Vermilion prepared from native cinnabar is found perfectly preserved in the flesh-tints of Italian tempera-paintings of the thirteenth and fourteenth and fifteenth centuries. It has stood in the wall-paintings of Pompeii, where it often seems to have been waxed. A comparatively recent but instructive instance of the permanence of vermilion in oil is furnished by a portrait, dated 1758, in the National Portrait Gallery. It represents the painter, Hogarth, with his palette set before him. The second of the dabs of colour thereon is vermilion, perfectly intact. In the same collection there is a portrait by Marc Ghee-raedts of Mary Sidney, Countess of Pembroke, in which the vermilion has stood. This work was painted in 1614. Scores of earlier and later examples might be cited.

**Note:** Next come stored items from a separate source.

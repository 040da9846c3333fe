//! Application state shared across handlers.

use std::sync::Arc;

use crate::backend::BackendHandle;
use crate::config::StorefrontConfig;
use crate::sync::QueryClient;

/// Application state shared across all handlers.
///
/// Cheaply cloneable via `Arc`. The backend handle and query cache are
/// explicit values here rather than globals, so tests can build a state
/// around any backend.
#[derive(Clone)]
pub struct AppState {
    inner: Arc<AppStateInner>,
}

struct AppStateInner {
    config: StorefrontConfig,
    queries: QueryClient,
}

impl AppState {
    /// Create state over a backend handle that may not be connected yet.
    #[must_use]
    pub fn new(config: StorefrontConfig, backend: BackendHandle) -> Self {
        let queries = QueryClient::new(backend, config.cache);
        Self {
            inner: Arc::new(AppStateInner { config, queries }),
        }
    }

    /// Get a reference to the storefront configuration.
    #[must_use]
    pub fn config(&self) -> &StorefrontConfig {
        &self.inner.config
    }

    /// Cached reads and mutations.
    #[must_use]
    pub fn queries(&self) -> &QueryClient {
        &self.inner.queries
    }

    /// The backend connection handle.
    #[must_use]
    pub fn backend(&self) -> &BackendHandle {
        self.inner.queries.backend()
    }
}
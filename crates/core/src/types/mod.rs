//! Core types for Handmade Market.
//!
//! Entities are immutable snapshots fetched from the backend. The storefront
//! never mutates identifiers; it only passes them back in requests.

pub mod bytes;
pub mod catalog;
pub mod email;
pub mod id;
pub mod order;
pub mod price;
pub mod principal;
pub mod profile;
pub mod review;
pub mod status;

pub use catalog::{Category, Product, Shop};
pub use email::{Email, EmailError};
pub use id::*;
pub use order::CustomOrderRequest;
pub use price::Price;
pub use principal::{Principal, PrincipalError};
pub use profile::UserProfile;
pub use review::{Rating, RatingError, Review, average_rating};
pub use status::CustomOrderStatus;
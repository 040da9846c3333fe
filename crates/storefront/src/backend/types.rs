//! Request and response contracts for backend calls.

use handmade_market_core::{OrderId, ReviewId};
use serde::{Deserialize, Serialize};

/// Structured result returned by backend mutations.
///
/// `success == false` with an `error` is an operation failure. The ID fields
/// are filled by the mutations that create something.
#[derive(Debug, Clone, Default, PartialEq, Eq, Serialize, Deserialize)]
#[serde(rename_all = "camelCase")]
pub struct OperationResult {
    pub success: bool,
    #[serde(default, skip_serializing_if = "Option::is_none")]
    pub error: Option<String>,
    #[serde(default, skip_serializing_if = "Option::is_none")]
    pub review_id: Option<ReviewId>,
    #[serde(default, skip_serializing_if = "Option::is_none")]
    pub order_id: Option<OrderId>,
}

impl OperationResult {
    /// A successful result without payload.
    #[must_use]
    pub fn ok() -> Self {
        Self {
            success: true,
            ..Self::default()
        }
    }

    /// A failed result with a message.
    #[must_use]
    pub fn failed(message: impl Into<String>) -> Self {
        Self {
            success: false,
            error: Some(message.into()),
            ..Self::default()
        }
    }

    /// The failure message, when the backend reported one.
    ///
    /// `success == false` without a message is not treated as a failure.
    #[must_use]
    pub fn failure(&self) -> Option<&str> {
        if self.success {
            None
        } else {
            self.error.as_deref()
        }
    }
}

/// Body of a non-2xx backend response.
#[derive(Debug, Clone, Serialize, Deserialize)]
pub struct Rejection {
    pub message: String,
}

#[cfg(test)]
#[allow(clippy::unwrap_used)]
mod tests {
    use super::*;

    #[test]
    fn test_failure_requires_message() {
        assert_eq!(OperationResult::ok().failure(), None);
        assert_eq!(
            OperationResult::failed("Already in wishlist").failure(),
            Some("Already in wishlist")
        );
        let silent = OperationResult {
            success: false,
            ..OperationResult::default()
        };
        assert_eq!(silent.failure(), None);
    }

    #[test]
    fn test_operation_result_wire_format() {
        let result: OperationResult =
            serde_json::from_str(r#"{"success":true,"reviewId":9}"#).unwrap();
        assert!(result.success);
        assert_eq!(result.review_id, Some(ReviewId::new(9)));
        assert_eq!(result.order_id, None);
    }
}
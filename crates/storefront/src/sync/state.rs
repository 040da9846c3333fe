//! Read and mutation outcomes.

use std::sync::Arc;

use thiserror::Error;

use super::key::QueryKind;
use crate::backend::BackendError;

/// Outcome of a read.
#[derive(Debug, Clone)]
pub enum QueryState<T> {
    /// The backend is not connected yet; the read was not issued.
    Disabled,
    Success(T),
    Error(QueryError),
}

impl<T> QueryState<T> {
    pub fn map<U>(self, f: impl FnOnce(T) -> U) -> QueryState<U> {
        match self {
            Self::Disabled => QueryState::Disabled,
            Self::Success(value) => QueryState::Success(f(value)),
            Self::Error(e) => QueryState::Error(e),
        }
    }

    /// Combine two reads; the first non-success state wins.
    pub fn zip<U>(self, other: QueryState<U>) -> QueryState<(T, U)> {
        match (self, other) {
            (Self::Error(e), _) | (_, QueryState::Error(e)) => QueryState::Error(e),
            (Self::Disabled, _) | (_, QueryState::Disabled) => QueryState::Disabled,
            (Self::Success(a), QueryState::Success(b)) => QueryState::Success((a, b)),
        }
    }

    #[must_use]
    pub const fn is_disabled(&self) -> bool {
        matches!(self, Self::Disabled)
    }

    /// The value if the read succeeded.
    pub fn success(self) -> Option<T> {
        match self {
            Self::Success(value) => Some(value),
            _ => None,
        }
    }
}

/// A failed read. Cheap to clone; coalesced readers share one error.
#[derive(Debug, Clone, Error)]
pub enum QueryError {
    #[error(transparent)]
    Backend(Arc<BackendError>),

    #[error("query {0:?} resolved to an unexpected value")]
    Mismatch(QueryKind),
}

/// A failed mutation.
#[derive(Debug, Error)]
pub enum MutationError {
    /// The backend is not connected yet; nothing was sent.
    #[error("The marketplace is not available yet. Please try again shortly.")]
    Disabled,

    /// The backend ran the operation and reported a failure.
    #[error("{0}")]
    Failed(String),

    /// The call itself failed or was rejected.
    #[error(transparent)]
    Transport(#[from] BackendError),
}
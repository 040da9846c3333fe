//! Handmade Market Core - Shared domain types.
//!
//! This crate mirrors the records exposed by the marketplace backend:
//! products, shops, categories, reviews, custom order requests and user
//! profiles, plus the newtypes used to keep identifiers apart.
//!
//! # Architecture
//!
//! The core crate contains only types and pure helpers - no I/O, no HTTP
//! clients. The storefront crate owns all remote access.
//!
//! # Modules
//!
//! - [`types`] - Newtype IDs, principals, prices, ratings and entity records

#![cfg_attr(not(test), forbid(unsafe_code))]

pub mod types;

pub use types::*;
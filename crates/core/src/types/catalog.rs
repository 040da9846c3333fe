//! Catalog records: products, shops and categories.

use serde::{Deserialize, Serialize};

use super::bytes::{base64_option, data_url};
use super::{CategoryId, Price, Principal, ProductId, ShopId};

/// A handmade product listed by a shop.
#[derive(Debug, Clone, PartialEq, Eq, Serialize, Deserialize)]
#[serde(rename_all = "camelCase")]
pub struct Product {
    pub id: ProductId,
    pub shop_id: ShopId,
    pub name: String,
    /// Tags have set semantics but keep the order the seller entered them in.
    pub tags: Vec<String>,
    pub description: String,
    /// Long-form "about this item" narrative.
    #[serde(default, skip_serializing_if = "Option::is_none")]
    pub story: Option<String>,
    /// Raw JPEG bytes.
    #[serde(default, with = "base64_option", skip_serializing_if = "Option::is_none")]
    pub image: Option<Vec<u8>>,
    pub price: Price,
}

impl Product {
    /// Whether the product carries `tag` (exact, case-sensitive match).
    #[must_use]
    pub fn has_tag(&self, tag: &str) -> bool {
        self.tags.iter().any(|t| t == tag)
    }

    /// Inline image URL, if the product has an image.
    #[must_use]
    pub fn image_url(&self) -> Option<String> {
        self.image.as_deref().map(|bytes| data_url("image/jpeg", bytes))
    }
}

/// An artisan's shop.
#[derive(Debug, Clone, PartialEq, Eq, Serialize, Deserialize)]
#[serde(rename_all = "camelCase")]
pub struct Shop {
    pub id: ShopId,
    pub owner: Principal,
    pub name: String,
    pub description: String,
    /// Newest last.
    #[serde(default)]
    pub announcements: Vec<String>,
}

/// A browsable category. Products belong to it by carrying a tag equal to
/// the category name.
#[derive(Debug, Clone, PartialEq, Eq, Serialize, Deserialize)]
pub struct Category {
    pub id: CategoryId,
    pub name: String,
}
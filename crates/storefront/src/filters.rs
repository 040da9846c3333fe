//! Custom Askama template filters.

#![allow(clippy::unnecessary_wraps)]

use std::fmt::Display;

use crate::views::MAX_STARS;

/// Returns the current year.
///
/// Usage in templates: `{{ ""|current_year }}`
#[askama::filter_fn]
pub fn current_year(_value: impl Display, _env: &dyn askama::Values) -> askama::Result<i32> {
    use chrono::Datelike;
    Ok(chrono::Utc::now().year())
}

/// Renders a star rating as filled and empty stars.
///
/// Usage in templates: `{{ review.rating|stars }}`
#[askama::filter_fn]
pub fn stars(value: impl Display, _env: &dyn askama::Values) -> askama::Result<String> {
    Ok(star_string(&value.to_string()))
}

fn star_string(raw: &str) -> String {
    let filled = raw.trim().parse::<u64>().unwrap_or(0).min(MAX_STARS);
    (0..MAX_STARS)
        .map(|i| if i < filled { '\u{2605}' } else { '\u{2606}' })
        .collect()
}

#[cfg(test)]
mod tests {
    use super::*;

    #[test]
    fn test_star_string() {
        assert_eq!(star_string("3"), "★★★☆☆");
        assert_eq!(star_string("0"), "☆☆☆☆☆");
        // Out-of-range ratings from the backend are clamped for display
        assert_eq!(star_string("9"), "★★★★★");
        assert_eq!(star_string("n/a"), "☆☆☆☆☆");
    }
}
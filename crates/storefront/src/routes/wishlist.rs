//! Caller's wishlist.

use askama::Template;
use askama_web::WebTemplate;
use axum::{
    Form,
    extract::{Query, State},
    response::{IntoResponse, Response},
};
use handmade_market_core::ProductId;
use serde::Deserialize;
use tracing::instrument;

use super::fragment::{Layout, RefetchQuery, SkeletonTemplate, Toast, mutate, parse_id, resolve};
use crate::filters;
use crate::middleware::{CspNonce, OptionalIdentity, RequireIdentity};
use crate::state::AppState;
use crate::sync::Mutation;
use crate::views::{self, ProductCardView};

/// Fired after an item is added to or removed from the wishlist.
pub const WISHLIST_CHANGED: &str = "wishlist-changed";

const ITEMS_SRC: &str = "/wishlist/items";

#[derive(Template, WebTemplate)]
#[template(path = "wishlist.html")]
pub struct WishlistTemplate {
    pub layout: Layout,
    /// `None` for anonymous callers, who get a login prompt instead.
    pub items: Option<SkeletonTemplate>,
}

/// Saved products (HTMX).
#[derive(Template, WebTemplate)]
#[template(path = "fragments/wishlist_items.html")]
pub struct WishlistItemsTemplate {
    pub signed_in: bool,
    pub count_label: String,
    pub products: Vec<ProductCardView>,
}

#[derive(Template, WebTemplate)]
#[template(path = "partials/wishlist_button.html")]
pub struct WishlistButtonTemplate {
    pub product_id: ProductId,
    pub in_wishlist: bool,
}

/// Display the wishlist page shell.
#[instrument(skip(identity, nonce))]
pub async fn show(
    OptionalIdentity(identity): OptionalIdentity,
    nonce: CspNonce,
) -> impl IntoResponse {
    let items = identity
        .as_ref()
        .map(|_| SkeletonTemplate::load(ITEMS_SRC, 4));
    WishlistTemplate {
        layout: Layout::new(nonce, identity.as_ref()),
        items,
    }
}

/// Wishlist items in catalog order (HTMX).
#[instrument(skip(state, identity))]
pub async fn items(
    State(state): State<AppState>,
    Query(query): Query<RefetchQuery>,
    OptionalIdentity(identity): OptionalIdentity,
) -> Response {
    if identity.is_none() {
        return WishlistItemsTemplate {
            signed_in: false,
            count_label: String::new(),
            products: Vec::new(),
        }
        .into_response();
    }

    let queries = state.queries();
    let (wishlist, products) = tokio::join!(
        queries.wishlist(identity.as_ref(), query.refetch),
        queries.products(query.refetch)
    );
    let (wishlist, products) = match resolve(
        wishlist.zip(products),
        ITEMS_SRC,
        "Failed to load wishlist",
        4,
    ) {
        Ok(loaded) => loaded,
        Err(response) => return response,
    };

    let saved = views::products_in_wishlist(&products, &wishlist);
    WishlistItemsTemplate {
        signed_in: true,
        count_label: format!("{} saved", views::pluralize(saved.len(), "item", "items")),
        products: views::cards(&saved),
    }
    .into_response()
}

#[derive(Debug, Deserialize)]
pub struct WishlistForm {
    #[serde(default)]
    pub product_id: String,
}

/// Add a product to the wishlist.
#[instrument(skip(state, identity, form), fields(caller = %identity.principal))]
pub async fn add(
    State(state): State<AppState>,
    RequireIdentity(identity): RequireIdentity,
    Form(form): Form<WishlistForm>,
) -> Response {
    let Some(id) = parse_id::<ProductId>(form.product_id.trim()) else {
        return Toast::error("Product not found").alone();
    };
    if let Err(response) = mutate(&state, &identity, Mutation::AddToWishlist(id)).await {
        return response;
    }

    Toast::success("Added to wishlist")
        .with_event(WISHLIST_CHANGED)
        .with_body(WishlistButtonTemplate {
            product_id: id,
            in_wishlist: true,
        })
}

/// Remove a product from the wishlist.
#[instrument(skip(state, identity, form), fields(caller = %identity.principal))]
pub async fn remove(
    State(state): State<AppState>,
    RequireIdentity(identity): RequireIdentity,
    Form(form): Form<WishlistForm>,
) -> Response {
    let Some(id) = parse_id::<ProductId>(form.product_id.trim()) else {
        return Toast::error("Product not found").alone();
    };
    if let Err(response) = mutate(&state, &identity, Mutation::RemoveFromWishlist(id)).await {
        return response;
    }

    Toast::success("Removed from wishlist")
        .with_event(WISHLIST_CHANGED)
        .with_body(WishlistButtonTemplate {
            product_id: id,
            in_wishlist: false,
        })
}
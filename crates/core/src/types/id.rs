//! Newtype IDs for type-safe entity references.
//!
//! Identifiers are issued by the backend as unsigned integers. Use the
//! `define_id!` macro to create wrappers that prevent mixing a product ID
//! with a shop ID.

/// Macro to define a type-safe ID wrapper.
///
/// Creates a newtype wrapper around `u64` with:
/// - `Serialize`/`Deserialize` with `#[serde(transparent)]`
/// - `Debug`, `Clone`, `Copy`, `PartialEq`, `Eq`, `Hash`, `PartialOrd`, `Ord`
/// - Conversion methods: `new()`, `as_u64()`
/// - `From<u64>`, `Into<u64>`, `Display` and `FromStr` implementations
///
/// # Example
///
/// ```rust
/// # use handmade_market_core::define_id;
/// define_id!(WidgetId);
///
/// let id: WidgetId = "42".parse().unwrap();
/// assert_eq!(id.as_u64(), 42);
/// assert_eq!(id.to_string(), "42");
/// ```
#[macro_export]
macro_rules! define_id {
    ($name:ident) => {
        #[derive(
            Debug,
            Clone,
            Copy,
            PartialEq,
            Eq,
            Hash,
            PartialOrd,
            Ord,
            ::serde::Serialize,
            ::serde::Deserialize
        )]
        #[serde(transparent)]
        pub struct $name(u64);

        impl $name {
            /// Create a new ID from a u64 value.
            #[must_use]
            pub const fn new(id: u64) -> Self {
                Self(id)
            }

            /// Get the underlying u64 value.
            #[must_use]
            pub const fn as_u64(&self) -> u64 {
                self.0
            }
        }

        impl ::core::fmt::Display for $name {
            fn fmt(&self, f: &mut ::core::fmt::Formatter<'_>) -> ::core::fmt::Result {
                write!(f, "{}", self.0)
            }
        }

        impl ::core::str::FromStr for $name {
            type Err = ::core::num::ParseIntError;

            fn from_str(s: &str) -> ::core::result::Result<Self, Self::Err> {
                s.trim().parse::<u64>().map(Self)
            }
        }

        impl From<u64> for $name {
            fn from(id: u64) -> Self {
                Self(id)
            }
        }

        impl From<$name> for u64 {
            fn from(id: $name) -> Self {
                id.0
            }
        }
    };
}

define_id!(ProductId);
define_id!(ShopId);
define_id!(CategoryId);
define_id!(ReviewId);
define_id!(OrderId);

#[cfg(test)]
#[allow(clippy::unwrap_used)]
mod tests {
    use super::*;

    #[test]
    fn test_id_parse_and_display() {
        let id: ProductId = "17".parse().unwrap();
        assert_eq!(id, ProductId::new(17));
        assert_eq!(id.to_string(), "17");
    }

    #[test]
    fn test_id_parse_rejects_garbage() {
        assert!("abc".parse::<ShopId>().is_err());
        assert!("-1".parse::<ShopId>().is_err());
        assert!("".parse::<ShopId>().is_err());
    }

    #[test]
    fn test_id_serde_transparent() {
        let json = serde_json::to_string(&CategoryId::new(3)).unwrap();
        assert_eq!(json, "3");
        let back: CategoryId = serde_json::from_str("3").unwrap();
        assert_eq!(back.as_u64(), 3);
    }
}
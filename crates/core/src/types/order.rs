//! Custom order requests.

use serde::{Deserialize, Serialize};

use super::{CustomOrderStatus, OrderId, Principal, ShopId};

/// A free-text request from a caller asking a shop to make something.
#[derive(Debug, Clone, PartialEq, Eq, Serialize, Deserialize)]
#[serde(rename_all = "camelCase")]
pub struct CustomOrderRequest {
    pub id: OrderId,
    /// Raw status string as tracked by the backend.
    pub status: String,
    pub shop_id: ShopId,
    pub user_id: Principal,
    pub description: String,
    /// Nanoseconds since the Unix epoch.
    pub timestamp: i64,
}

impl CustomOrderRequest {
    /// Parsed status.
    #[must_use]
    pub fn status(&self) -> CustomOrderStatus {
        CustomOrderStatus::parse(&self.status)
    }
}
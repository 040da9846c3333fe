//! Request ID middleware.
//!
//! Reuses an upstream `x-request-id` when it looks sane, otherwise mints a
//! UUID v4. The ID is recorded on the request span, tagged in Sentry and
//! echoed back in the response.

use axum::{extract::Request, http::HeaderValue, middleware::Next, response::Response};
use tracing::Span;
use uuid::Uuid;

/// The HTTP header name for request IDs.
pub const REQUEST_ID_HEADER: &str = "x-request-id";

/// Longest upstream ID accepted as-is.
const MAX_UPSTREAM_ID_LEN: usize = 128;

fn accept_upstream(id: &str) -> bool {
    !id.is_empty()
        && id.len() <= MAX_UPSTREAM_ID_LEN
        && id
            .chars()
            .all(|c| c.is_ascii_alphanumeric() || matches!(c, '-' | '_' | '.'))
}

/// Middleware that ensures every request has a request ID.
pub async fn request_id_middleware(request: Request, next: Next) -> Response {
    let request_id = request
        .headers()
        .get(REQUEST_ID_HEADER)
        .and_then(|h| h.to_str().ok())
        .filter(|id| accept_upstream(id))
        .map_or_else(|| Uuid::new_v4().to_string(), String::from);

    Span::current().record("request_id", &request_id);
    sentry::configure_scope(|scope| {
        scope.set_tag("request_id", &request_id);
    });

    let mut response = next.run(request).await;

    if let Ok(value) = HeaderValue::from_str(&request_id) {
        response.headers_mut().insert(REQUEST_ID_HEADER, value);
    }

    response
}

#[cfg(test)]
mod tests {
    use super::*;

    #[test]
    fn test_accept_upstream() {
        assert!(accept_upstream("8d3c2a10-req"));
        assert!(!accept_upstream(""));
        assert!(!accept_upstream("has space"));
        assert!(!accept_upstream(&"a".repeat(MAX_UPSTREAM_ID_LEN + 1)));
    }
}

The variations in hue observable in different specimens of vermilion are mainly due to the differing degrees of fineness in which the pigment occurs. The coarsest grain corresponds with a crimson hue, and then we have every variety of colour ranging from scarlet to reddish orange or orange. The processes of regrinding and 'washing-over' enable us to obtain the kinds separately. And if we repeat these operations often enough, we may ultimately convert the whole of a crimson vermilion into the orange form. It was formerly supposed that the latter material was a mere scum, or impurity, or at least differed from the crimson kind in composition. When any vermilion is mixed in tint with white, an opposite effect to that of further grinding is produced. For, as the early writer Eraclius states: 'If you mix white with vermiculus, carmine is made' - that is, the hue of the mixture becomes more rosy, and therefore further removed from orange.

Madder: Pink Madder - Rose Madder - Madder Carmine - Madder Red - Rubens' Madder - Madder Purple - Madder Lake - Madder Brown - Carmin de Garance - Laque de Garance - Krapplack.

Some authorities assert that madder was used in dyeing long before its employment in painting. But there is some evidence, derived from 'finds' of pigments and from paintings, that the ancient Greeks and Romans were acquainted with a pink pigment derived from madder, while there are good reasons for believing that such substances were widely known in Europe as early as the thirteenth century. Even in England, such a pigment is almost certainly referred to, under the name 'sinopis,' in the middle of the fourteenth century. Now Alcherius (close of fourteenth century) tells us that 'sinopis is a colour redder than vermilion, and it is made from varancia.' 'Varancia' is clearly garance - that is, madder - the same material being named 'warancia' and 'waranz' in a British Museum manuscript (Sloane, No. 416) which contains recipes of the fourteenth century. Besides 'sinopis' (strictly, a red earth), madder-lake was called, in English account-rolls of the fourteenth century, 'sinopre' and 'cynople.' It is, however, difficult, if not impossible, to ascertain the precise date at which pigments derived from madder came into use in the various schools of painting in Europe. For the nomenclature of pigments has always been somewhat vague, while the evidence furnished by existing pictures does not at present enable us to trace back with absolute certainty the mediæval use of madder paints to an earlier time than the fifteenth century.

Eraclius does not mention madder, nor does Cennini, who lived at a much later time. Mr. R. Hendrie, in his notes to 'Theophilus,' speaks of an English manuscript of the fourteenth century in which directions are given for extracting the colouring matter of 'madyr.' From these directions we are, perhaps, justified in concluding that the preparation of a kind of liquid paint was intended.